Below are lines of data; count those that contain "crate" and give the total alone.

Saved entries:
+ + + +

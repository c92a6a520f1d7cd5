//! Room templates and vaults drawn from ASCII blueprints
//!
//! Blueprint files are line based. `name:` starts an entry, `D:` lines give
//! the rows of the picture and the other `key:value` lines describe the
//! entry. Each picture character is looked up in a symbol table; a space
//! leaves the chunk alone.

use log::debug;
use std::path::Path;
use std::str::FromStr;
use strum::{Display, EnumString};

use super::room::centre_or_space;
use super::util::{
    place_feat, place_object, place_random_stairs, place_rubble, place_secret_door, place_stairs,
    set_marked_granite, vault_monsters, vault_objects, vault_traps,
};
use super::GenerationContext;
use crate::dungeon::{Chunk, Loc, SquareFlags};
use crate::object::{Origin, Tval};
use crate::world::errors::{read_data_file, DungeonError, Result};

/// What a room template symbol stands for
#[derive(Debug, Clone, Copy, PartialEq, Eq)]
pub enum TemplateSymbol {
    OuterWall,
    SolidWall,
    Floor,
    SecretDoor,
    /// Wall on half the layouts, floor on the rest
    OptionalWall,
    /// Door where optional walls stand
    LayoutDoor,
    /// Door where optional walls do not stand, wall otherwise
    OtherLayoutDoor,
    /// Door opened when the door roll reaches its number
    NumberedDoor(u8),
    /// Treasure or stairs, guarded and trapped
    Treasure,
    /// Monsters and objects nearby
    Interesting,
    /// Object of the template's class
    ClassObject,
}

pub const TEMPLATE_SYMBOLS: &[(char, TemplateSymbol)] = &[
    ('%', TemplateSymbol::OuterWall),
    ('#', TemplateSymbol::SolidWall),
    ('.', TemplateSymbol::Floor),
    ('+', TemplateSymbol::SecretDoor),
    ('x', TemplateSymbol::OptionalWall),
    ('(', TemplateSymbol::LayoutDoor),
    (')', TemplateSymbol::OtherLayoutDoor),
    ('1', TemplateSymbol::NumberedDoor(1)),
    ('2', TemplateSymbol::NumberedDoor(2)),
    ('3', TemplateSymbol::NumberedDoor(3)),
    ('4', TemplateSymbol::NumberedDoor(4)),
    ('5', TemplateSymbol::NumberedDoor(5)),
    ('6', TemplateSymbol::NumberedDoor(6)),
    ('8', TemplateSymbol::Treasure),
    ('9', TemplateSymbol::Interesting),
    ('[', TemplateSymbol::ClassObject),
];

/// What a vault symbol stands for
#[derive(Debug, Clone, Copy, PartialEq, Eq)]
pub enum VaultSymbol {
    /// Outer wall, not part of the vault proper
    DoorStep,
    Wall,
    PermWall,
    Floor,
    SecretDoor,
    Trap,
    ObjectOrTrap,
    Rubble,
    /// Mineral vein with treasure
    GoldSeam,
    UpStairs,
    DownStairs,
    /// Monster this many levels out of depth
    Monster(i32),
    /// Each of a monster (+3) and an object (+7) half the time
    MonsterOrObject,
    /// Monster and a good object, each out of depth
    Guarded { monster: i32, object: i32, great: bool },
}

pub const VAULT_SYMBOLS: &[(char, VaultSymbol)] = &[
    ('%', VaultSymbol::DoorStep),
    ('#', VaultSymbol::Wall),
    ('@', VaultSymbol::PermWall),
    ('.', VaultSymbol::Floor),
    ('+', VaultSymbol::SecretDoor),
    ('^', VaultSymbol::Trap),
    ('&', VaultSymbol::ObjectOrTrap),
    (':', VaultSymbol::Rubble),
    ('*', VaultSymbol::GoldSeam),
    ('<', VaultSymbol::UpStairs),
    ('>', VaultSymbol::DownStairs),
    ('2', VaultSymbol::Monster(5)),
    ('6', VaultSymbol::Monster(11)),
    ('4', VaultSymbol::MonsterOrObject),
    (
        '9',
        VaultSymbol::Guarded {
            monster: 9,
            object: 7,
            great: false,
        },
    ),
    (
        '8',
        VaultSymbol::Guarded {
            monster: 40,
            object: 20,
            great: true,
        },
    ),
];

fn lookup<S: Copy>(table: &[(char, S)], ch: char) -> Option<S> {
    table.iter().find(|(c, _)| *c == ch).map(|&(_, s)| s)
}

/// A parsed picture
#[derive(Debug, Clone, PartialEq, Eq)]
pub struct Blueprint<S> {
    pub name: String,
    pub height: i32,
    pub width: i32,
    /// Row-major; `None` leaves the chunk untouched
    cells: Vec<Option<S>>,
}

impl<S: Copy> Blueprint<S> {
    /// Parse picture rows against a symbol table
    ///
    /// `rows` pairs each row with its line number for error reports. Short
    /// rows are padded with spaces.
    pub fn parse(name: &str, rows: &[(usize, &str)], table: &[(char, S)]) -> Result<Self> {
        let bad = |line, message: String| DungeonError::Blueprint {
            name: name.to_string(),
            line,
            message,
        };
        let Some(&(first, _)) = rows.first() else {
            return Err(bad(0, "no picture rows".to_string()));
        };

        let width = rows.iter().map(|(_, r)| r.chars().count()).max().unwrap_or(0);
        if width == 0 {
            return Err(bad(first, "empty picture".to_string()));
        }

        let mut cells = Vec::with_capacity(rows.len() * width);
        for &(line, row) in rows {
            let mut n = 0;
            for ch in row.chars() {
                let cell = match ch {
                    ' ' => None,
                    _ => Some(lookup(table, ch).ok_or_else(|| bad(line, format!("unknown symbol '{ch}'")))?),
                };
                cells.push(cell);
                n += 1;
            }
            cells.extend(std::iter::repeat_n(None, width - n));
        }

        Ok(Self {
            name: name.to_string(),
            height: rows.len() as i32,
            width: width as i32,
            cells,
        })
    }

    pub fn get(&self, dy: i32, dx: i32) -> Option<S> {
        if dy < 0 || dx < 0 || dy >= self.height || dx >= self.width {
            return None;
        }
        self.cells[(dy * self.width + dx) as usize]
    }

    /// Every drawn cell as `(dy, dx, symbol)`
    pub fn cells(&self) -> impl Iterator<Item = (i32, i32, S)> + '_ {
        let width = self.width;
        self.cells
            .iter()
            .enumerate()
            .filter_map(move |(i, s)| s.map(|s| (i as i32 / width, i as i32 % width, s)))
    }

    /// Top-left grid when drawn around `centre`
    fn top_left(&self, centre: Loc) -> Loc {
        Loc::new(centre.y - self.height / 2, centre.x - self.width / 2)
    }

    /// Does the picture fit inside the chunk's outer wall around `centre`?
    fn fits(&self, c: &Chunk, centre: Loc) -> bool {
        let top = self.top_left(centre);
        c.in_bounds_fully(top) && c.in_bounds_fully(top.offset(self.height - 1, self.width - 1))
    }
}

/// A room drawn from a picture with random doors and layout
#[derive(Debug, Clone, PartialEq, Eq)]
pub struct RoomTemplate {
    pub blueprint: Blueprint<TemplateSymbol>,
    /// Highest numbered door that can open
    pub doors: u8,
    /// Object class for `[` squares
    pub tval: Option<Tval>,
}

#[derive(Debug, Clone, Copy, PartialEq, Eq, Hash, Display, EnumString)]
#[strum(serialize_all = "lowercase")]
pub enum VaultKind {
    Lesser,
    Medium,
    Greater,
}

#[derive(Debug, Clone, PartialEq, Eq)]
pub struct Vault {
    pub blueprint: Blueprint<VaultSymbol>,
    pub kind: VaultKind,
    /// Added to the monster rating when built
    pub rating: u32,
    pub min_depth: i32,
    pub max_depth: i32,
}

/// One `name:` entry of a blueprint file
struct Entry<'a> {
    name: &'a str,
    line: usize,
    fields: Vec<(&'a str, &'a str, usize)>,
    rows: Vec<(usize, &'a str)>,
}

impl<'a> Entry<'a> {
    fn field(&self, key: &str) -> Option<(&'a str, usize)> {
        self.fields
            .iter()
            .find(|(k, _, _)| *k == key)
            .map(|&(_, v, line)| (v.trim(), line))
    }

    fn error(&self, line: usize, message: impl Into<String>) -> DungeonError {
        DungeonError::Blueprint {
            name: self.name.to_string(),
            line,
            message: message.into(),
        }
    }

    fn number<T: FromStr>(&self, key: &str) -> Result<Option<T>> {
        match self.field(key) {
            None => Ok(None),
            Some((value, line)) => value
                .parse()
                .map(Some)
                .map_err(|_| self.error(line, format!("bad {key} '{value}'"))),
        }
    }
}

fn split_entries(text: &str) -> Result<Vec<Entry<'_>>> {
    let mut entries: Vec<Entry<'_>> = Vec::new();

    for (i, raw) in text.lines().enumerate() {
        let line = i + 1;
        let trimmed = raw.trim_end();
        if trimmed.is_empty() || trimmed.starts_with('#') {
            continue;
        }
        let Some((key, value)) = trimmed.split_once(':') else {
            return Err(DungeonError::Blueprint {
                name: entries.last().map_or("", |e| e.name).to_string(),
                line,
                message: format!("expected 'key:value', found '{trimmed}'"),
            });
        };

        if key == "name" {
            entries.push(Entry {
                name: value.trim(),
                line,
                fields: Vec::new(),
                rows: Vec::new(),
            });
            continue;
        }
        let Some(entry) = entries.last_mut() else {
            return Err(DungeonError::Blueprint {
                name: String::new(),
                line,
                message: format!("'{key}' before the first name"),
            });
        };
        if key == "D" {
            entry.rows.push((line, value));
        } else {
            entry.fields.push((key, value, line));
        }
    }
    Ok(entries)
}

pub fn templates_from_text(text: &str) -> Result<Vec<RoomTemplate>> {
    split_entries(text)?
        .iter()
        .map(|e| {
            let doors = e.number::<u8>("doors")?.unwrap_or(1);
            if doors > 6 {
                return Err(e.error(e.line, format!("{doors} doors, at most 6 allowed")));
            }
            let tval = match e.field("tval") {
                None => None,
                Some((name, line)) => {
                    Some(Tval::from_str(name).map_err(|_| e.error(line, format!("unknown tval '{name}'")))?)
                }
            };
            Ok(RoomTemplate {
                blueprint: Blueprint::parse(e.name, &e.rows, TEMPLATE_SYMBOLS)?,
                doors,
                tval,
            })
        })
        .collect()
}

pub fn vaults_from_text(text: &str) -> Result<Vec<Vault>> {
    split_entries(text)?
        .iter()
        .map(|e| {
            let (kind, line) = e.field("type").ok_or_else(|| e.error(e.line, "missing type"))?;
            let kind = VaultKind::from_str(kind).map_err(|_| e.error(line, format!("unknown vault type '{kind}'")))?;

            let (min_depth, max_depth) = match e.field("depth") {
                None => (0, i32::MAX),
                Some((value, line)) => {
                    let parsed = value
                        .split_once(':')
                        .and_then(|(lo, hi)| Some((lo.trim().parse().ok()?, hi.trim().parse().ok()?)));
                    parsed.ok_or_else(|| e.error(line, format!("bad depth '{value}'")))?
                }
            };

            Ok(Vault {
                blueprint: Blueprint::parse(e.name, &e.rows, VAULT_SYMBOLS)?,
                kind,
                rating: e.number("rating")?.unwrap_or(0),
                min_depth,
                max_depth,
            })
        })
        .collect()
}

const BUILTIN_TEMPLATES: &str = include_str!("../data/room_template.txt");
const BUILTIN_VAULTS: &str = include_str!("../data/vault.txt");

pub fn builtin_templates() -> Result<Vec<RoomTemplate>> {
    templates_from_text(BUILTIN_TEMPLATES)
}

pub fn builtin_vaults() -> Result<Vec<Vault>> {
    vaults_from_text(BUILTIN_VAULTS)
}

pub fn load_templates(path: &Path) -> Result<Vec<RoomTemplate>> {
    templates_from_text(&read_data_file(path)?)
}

+ + + +

Response area: 3